Prosto z murawy do szpitala. A tu takie nagranie Polaka obiegło sieć

Zdjęcie okładkowe artykułu: PAP / Piotr Nowak / Na zdjęciu: Karol Świderski
PAP / Piotr Nowak / Na zdjęciu: Karol Świderski
zdjęcie autora artykułu

Karol Świderski po meczu z Turcją niespodziewanie pojawił się na murawie PGE Narodowego. Kontuzjowany napastnik Biało-Czerwonych paradował z dzieckiem na rękach.

Piłkarska reprezentacja Polski pokonała Turcję w swoim ostatnim sprawdzianie przed wyjazdem na Euro 2024 (mistrzostwa Europy na niemieckich boiskach rozpoczną się 14 czerwca).

Biało-Czerwoni zwyciężyli na PGE Narodowym w Warszawie 2:1 (więcej TUTAJ), ale kibiców zmartwiły urazy Karola Świderskiego i Roberta Lewandowskiego.

"Świder" doznał kontuzji podczas celebracji gola na 1:0, którego strzelił w 12. minucie. Napastnik niefortunnie postawił nogę i prawdopodobnie podkręcił staw skokowy (więcej TUTAJ).
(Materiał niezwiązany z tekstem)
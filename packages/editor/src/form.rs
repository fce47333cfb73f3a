//! Editor-side projection of a block into labelled form fields.
//!
//! Field values come from [`EffectiveStyle`], the same resolution the
//! renderer uses, so the form always shows what the page displays.

use folio_model::{Block, BlockId, BlockKind, EffectiveStyle, StyleKey};
use serde::Serialize;

#[derive(Debug, Clone, PartialEq, Serialize)]
#[serde(tag = "control", rename_all = "camelCase")]
pub enum FieldControl {
    Text,
    Color,
    Select { options: &'static [(&'static str, &'static str)] },
    Alignment { options: &'static [&'static str] },
    Range { min: f32, max: f32, step: f32 },
}

const WEIGHTS: &[(&str, &str)] = &[
    ("300", "Light"),
    ("400", "Regular"),
    ("600", "Semi-Bold"),
    ("700", "Bold"),
    ("900", "Black"),
];

const DISPLAY_MODES: &[(&str, &str)] = &[
    ("block", "Full Width (Block)"),
    ("inline-block", "Side-by-Side (Inline-Block)"),
];

const ALIGNMENTS: &[&str] = &["left", "center", "right"];

#[derive(Debug, Clone, PartialEq, Serialize)]
pub struct StyleField {
    #[serde(skip)]
    pub key: StyleKey,
    pub property: &'static str,
    pub label: &'static str,
    #[serde(flatten)]
    pub control: FieldControl,
    pub value: String,
}

#[derive(Debug, Clone, PartialEq, Serialize)]
#[serde(rename_all = "camelCase")]
pub struct BlockForm {
    pub id: BlockId,
    #[serde(rename = "type")]
    pub kind: BlockKind,
    pub content: String,
    pub full_width: bool,
    pub fields: Vec<StyleField>,
}

impl BlockForm {
    pub fn for_block(block: &Block) -> Self {
        let style = EffectiveStyle::resolve(&block.styles);
        let field = |key: StyleKey, label: &'static str, control: FieldControl| StyleField {
            key,
            property: key.as_str(),
            label,
            control,
            value: style.get(key).to_string(),
        };

        let mut fields = match block.kind {
            BlockKind::Text => vec![
                field(StyleKey::FontSize, "Font Size", FieldControl::Text),
                field(StyleKey::FontWeight, "Weight", FieldControl::Select { options: WEIGHTS }),
                field(StyleKey::LineHeight, "Line Height", FieldControl::Text),
                field(StyleKey::LetterSpacing, "Spacing", FieldControl::Text),
                field(StyleKey::BackgroundColor, "Background Color", FieldControl::Color),
                field(StyleKey::Padding, "Padding", FieldControl::Text),
                field(StyleKey::BorderLeft, "Border Left (Accent)", FieldControl::Text),
                field(StyleKey::Color, "Color", FieldControl::Color),
                field(StyleKey::TextAlign, "Alignment", FieldControl::Alignment { options: ALIGNMENTS }),
            ],
            BlockKind::Image => {
                let mut image = vec![
                    field(StyleKey::Width, "Width", FieldControl::Text),
                    field(StyleKey::BorderRadius, "Radius", FieldControl::Text),
                    field(StyleKey::Border, "Border", FieldControl::Text),
                    field(StyleKey::BoxShadow, "Shadow", FieldControl::Text),
                    field(StyleKey::Display, "Display Mode", FieldControl::Select { options: DISPLAY_MODES }),
                ];
                // Right margin only matters between inline tiles
                if style.is_inline_block() {
                    image.push(field(StyleKey::MarginRight, "Right Margin", FieldControl::Text));
                }
                image
            }
        };

        fields.extend([
            field(StyleKey::MarginTop, "Margin Top", FieldControl::Text),
            field(StyleKey::MarginBottom, "Margin Bottom", FieldControl::Text),
            field(
                StyleKey::Opacity,
                "Opacity (0-1)",
                FieldControl::Range {
                    min: 0.0,
                    max: 1.0,
                    step: 0.1,
                },
            ),
        ]);

        Self {
            id: block.id.clone(),
            kind: block.kind,
            content: block.content.clone(),
            full_width: block.styles.full_width(),
            fields,
        }
    }

    pub fn field(&self, key: StyleKey) -> Option<&StyleField> {
        self.fields.iter().find(|f| f.key == key)
    }

    /// Displayed value of a field, if the form shows it
    pub fn value(&self, key: StyleKey) -> Option<&str> {
        self.field(key).map(|f| f.value.as_str())
    }
}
W 19. minucie zastąpił go Krzysztof Piątek.

Świderski - jak przekazał komentujący spotkanie dla TVP Mateusz Borek - jeszcze podczas meczu udał się na badania lekarskie do szpitala. Po ostatnim gwizdku arbitra piłkarz... wrócił jednak na murawę. Towarzyszył mu syn, którego z dumą nosił na rękach (patrz wideo poniżej).

"Karol Świderski z synem po meczu z Turcją. Wyraźnie kulejący, ale może nie będzie źle" - napisano na profilu TVP Sport na portalu X, na którym udostępniono nagranie.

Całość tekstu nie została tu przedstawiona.